··· Given records

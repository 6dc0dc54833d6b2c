//! PAF (Pairwise mApping Format) records
//!
//! PAF is a text format used to describe the approximate mapping positions
//! between two sets of sequences. It consists of at least 12 fields separated by tabs.

use std::fmt;
use std::fs::File;
use std::io::{BufRead, BufReader};
use std::path::Path;
use std::str::FromStr;
use thiserror::Error;

use crate::types::{Position, Strand};

#[derive(Debug, Error)]
pub enum PafError {
    #[error("Invalid PAF line: insufficient fields (expected at least 12, got {0})")]
    InsufficientFields(usize),
    #[error("Invalid position value: {0}")]
    InvalidPosition(String),
    #[error("Invalid strand: {0}")]
    InvalidStrand(String),
    #[error("Invalid mapping quality: {0}")]
    InvalidMappingQuality(String),
    #[error("Error parsing line {line}: {source}")]
    Line {
        line: usize,
        #[source]
        source: Box<PafError>,
    },
    #[error("IO error: {0}")]
    Io(#[from] std::io::Error),
}

/// The 12 mandatory PAF columns
#[derive(Debug, Clone, PartialEq, Eq)]
pub struct PafRecord {
    pub query_name: String,
    pub query_length: Position,
    pub query_start: Position,
    pub query_end: Position,
    pub strand: Strand,
    pub target_name: String,
    pub target_length: Position,
    pub target_start: Position,
    pub target_end: Position,
    pub residue_matches: Position,
    pub alignment_block_length: Position,
    pub mapping_quality: u8,
}

impl fmt::Display for PafRecord {
    fn fmt(&self, f: &mut fmt::Formatter<'_>) -> fmt::Result {
        write!(
            f,
            "{}\t{}\t{}\t{}\t{}\t{}\t{}\t{}\t{}\t{}\t{}\t{}",
            self.query_name,
            self.query_length,
            self.query_start,
            self.query_end,
            self.strand,
            self.target_name,
            self.target_length,
            self.target_start,
            self.target_end,
            self.residue_matches,
            self.alignment_block_length,
            self.mapping_quality
        )
    }
}

impl FromStr for PafRecord {
    type Err = PafError;

    fn from_str(line: &str) -> Result<Self, Self::Err> {
        let fields: Vec<&str> = line.trim_end().split('\t').collect();

        if fields.len() < 12 {
            return Err(PafError::InsufficientFields(fields.len()));
        }

        let position = |value: &str| {
            value
                .parse::<Position>()
                .map_err(|_| PafError::InvalidPosition(value.to_string()))
        };

        Ok(PafRecord {
            query_name: fields[0].to_string(),
            query_length: position(fields[1])?,
            query_start: position(fields[2])?,
            query_end: position(fields[3])?,
            strand: Strand::try_from(fields[4]).map_err(PafError::InvalidStrand)?,
            target_name: fields[5].to_string(),
            target_length: position(fields[6])?,
            target_start: position(fields[7])?,
            target_end: position(fields[8])?,
            residue_matches: position(fields[9])?,
            alignment_block_length: position(fields[10])?,
            mapping_quality: fields[11]
                .parse::<u8>()
                .map_err(|_| PafError::InvalidMappingQuality(fields[11].to_string()))?,
        })
    }
}

/// Read every record of a PAF file, skipping blank lines and `#` comments
pub fn read_paf<P: AsRef<Path>>(path: P) -> Result<Vec<PafRecord>, PafError> {
    let reader = BufReader::new(File::open(path)?);
    let mut records = Vec::new();

    for (line_num, line) in reader.lines().enumerate() {
        let line = line?;
        if line.trim().is_empty() || line.starts_with('#') {
            continue;
        }
        let record = line.parse::<PafRecord>().map_err(|e| PafError::Line {
            line: line_num + 1,
            source: Box::new(e),
        })?;
        records.push(record);
    }

    Ok(records)
}

#[cfg(test)]
mod tests {
    use super::*;
    use std::io::Write;
    use tempfile::NamedTempFile;

    #[test]
    fn test_parse_basic_paf_line() {
        let line = "query1\t1000\t100\t900\t+\ttarget1\t2000\t500\t1300\t750\t800\t60\tAS:i:750";

        let record: PafRecord = line.parse().unwrap();

        assert_eq!(record.query_name, "query1");
        assert_eq!(record.query_length, 1000);
        assert_eq!(record.query_start, 100);
        assert_eq!(record.query_end, 900);
        assert_eq!(record.strand, Strand::Forward);
        assert_eq!(record.target_name, "target1");
        assert_eq!(record.target_length, 2000);
        assert_eq!(record.target_start, 500);
        assert_eq!(record.target_end, 1300);
        assert_eq!(record.residue_matches, 750);
        assert_eq!(record.alignment_block_length, 800);
        assert_eq!(record.mapping_quality, 60);
    }

    #[test]
    fn test_display_writes_twelve_columns() {
        let line = "q\t100\t0\t10\t-\tt\t200\t5\t15\t10\t10\t60";
        let record: PafRecord = line.parse().unwrap();
        assert_eq!(record.to_string(), line);
        assert_eq!(record.to_string().split('\t').count(), 12);
    }

    #[test]
    fn test_parse_insufficient_fields() {
        let result = "query1\t1000\t100\t900\t+\ttarget1\t2000\t500".parse::<PafRecord>();
        assert!(matches!(result, Err(PafError::InsufficientFields(8))));
    }

    #[test]
    fn test_parse_invalid_strand() {
        let result = "query1\t1000\t100\t900\tx\ttarget1\t2000\t500\t1300\t750\t800\t60".parse::<PafRecord>();
        assert!(matches!(result, Err(PafError::InvalidStrand(_))));
    }

    #[test]
    fn test_read_paf_skips_comments() {
        let mut file = NamedTempFile::new().unwrap();
        writeln!(file, "# comment").unwrap();
        writeln!(file).unwrap();
        writeln!(file, "q\t100\t0\t10\t+\tt\t200\t5\t15\t10\t10\t60").unwrap();

        let records = read_paf(file.path()).unwrap();
        assert_eq!(records.len(), 1);
        assert_eq!(records[0].target_end, 15);
    }

    #[test]
    fn test_read_paf_reports_line() {
        let mut file = NamedTempFile::new().unwrap();
        writeln!(file, "q\t100\t0\t10\t+\tt\t200\t5\t15\t10\t10\t60").unwrap();
        writeln!(file, "broken").unwrap();

        let err = read_paf(file.path()).unwrap_err();
        assert!(matches!(err, PafError::Line { line: 2, .. }));
    }
}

······

**What you will do:**
Please return every line from the first one in the records above down to the line containing "let fields: Vec<&str>", including both, exactly as written and nothing more.

**Reply:**
repository 6dc0dc54833d6b2c
//! PAF (Pairwise mApping Format) records
//!
//! PAF is a text format used to describe the approximate mapping positions
//! between two sets of sequences. It consists of at least 12 fields separated by tabs.

use std::fmt;
use std::fs::File;
use std::io::{BufRead, BufReader};
use std::path::Path;
use std::str::FromStr;
use thiserror::Error;

use crate::types::{Position, Strand};

#[derive(Debug, Error)]
pub enum PafError {
    #[error("Invalid PAF line: insufficient fields (expected at least 12, got {0})")]
    InsufficientFields(usize),
    #[error("Invalid position value: {0}")]
    InvalidPosition(String),
    #[error("Invalid strand: {0}")]
    InvalidStrand(String),
    #[error("Invalid mapping quality: {0}")]
    InvalidMappingQuality(String),
    #[error("Error parsing line {line}: {source}")]
    Line {
        line: usize,
        #[source]
        source: Box<PafError>,
    },
    #[error("IO error: {0}")]
    Io(#[from] std::io::Error),
}

/// The 12 mandatory PAF columns
#[derive(Debug, Clone, PartialEq, Eq)]
pub struct PafRecord {
    pub query_name: String,
    pub query_length: Position,
    pub query_start: Position,
    pub query_end: Position,
    pub strand: Strand,
    pub target_name: String,
    pub target_length: Position,
    pub target_start: Position,
    pub target_end: Position,
    pub residue_matches: Position,
    pub alignment_block_length: Position,
    pub mapping_quality: u8,
}

impl fmt::Display for PafRecord {
    fn fmt(&self, f: &mut fmt::Formatter<'_>) -> fmt::Result {
        write!(
            f,
            "{}\t{}\t{}\t{}\t{}\t{}\t{}\t{}\t{}\t{}\t{}\t{}",
            self.query_name,
            self.query_length,
            self.query_start,
            self.query_end,
            self.strand,
            self.target_name,
            self.target_length,
            self.target_start,
            self.target_end,
            self.residue_matches,
            self.alignment_block_length,
            self.mapping_quality
        )
    }
}

impl FromStr for PafRecord {
    type Err = PafError;

    fn from_str(line: &str) -> Result<Self, Self::Err> {
        let fields: Vec<&str> = line.trim_end().split('\t').collect();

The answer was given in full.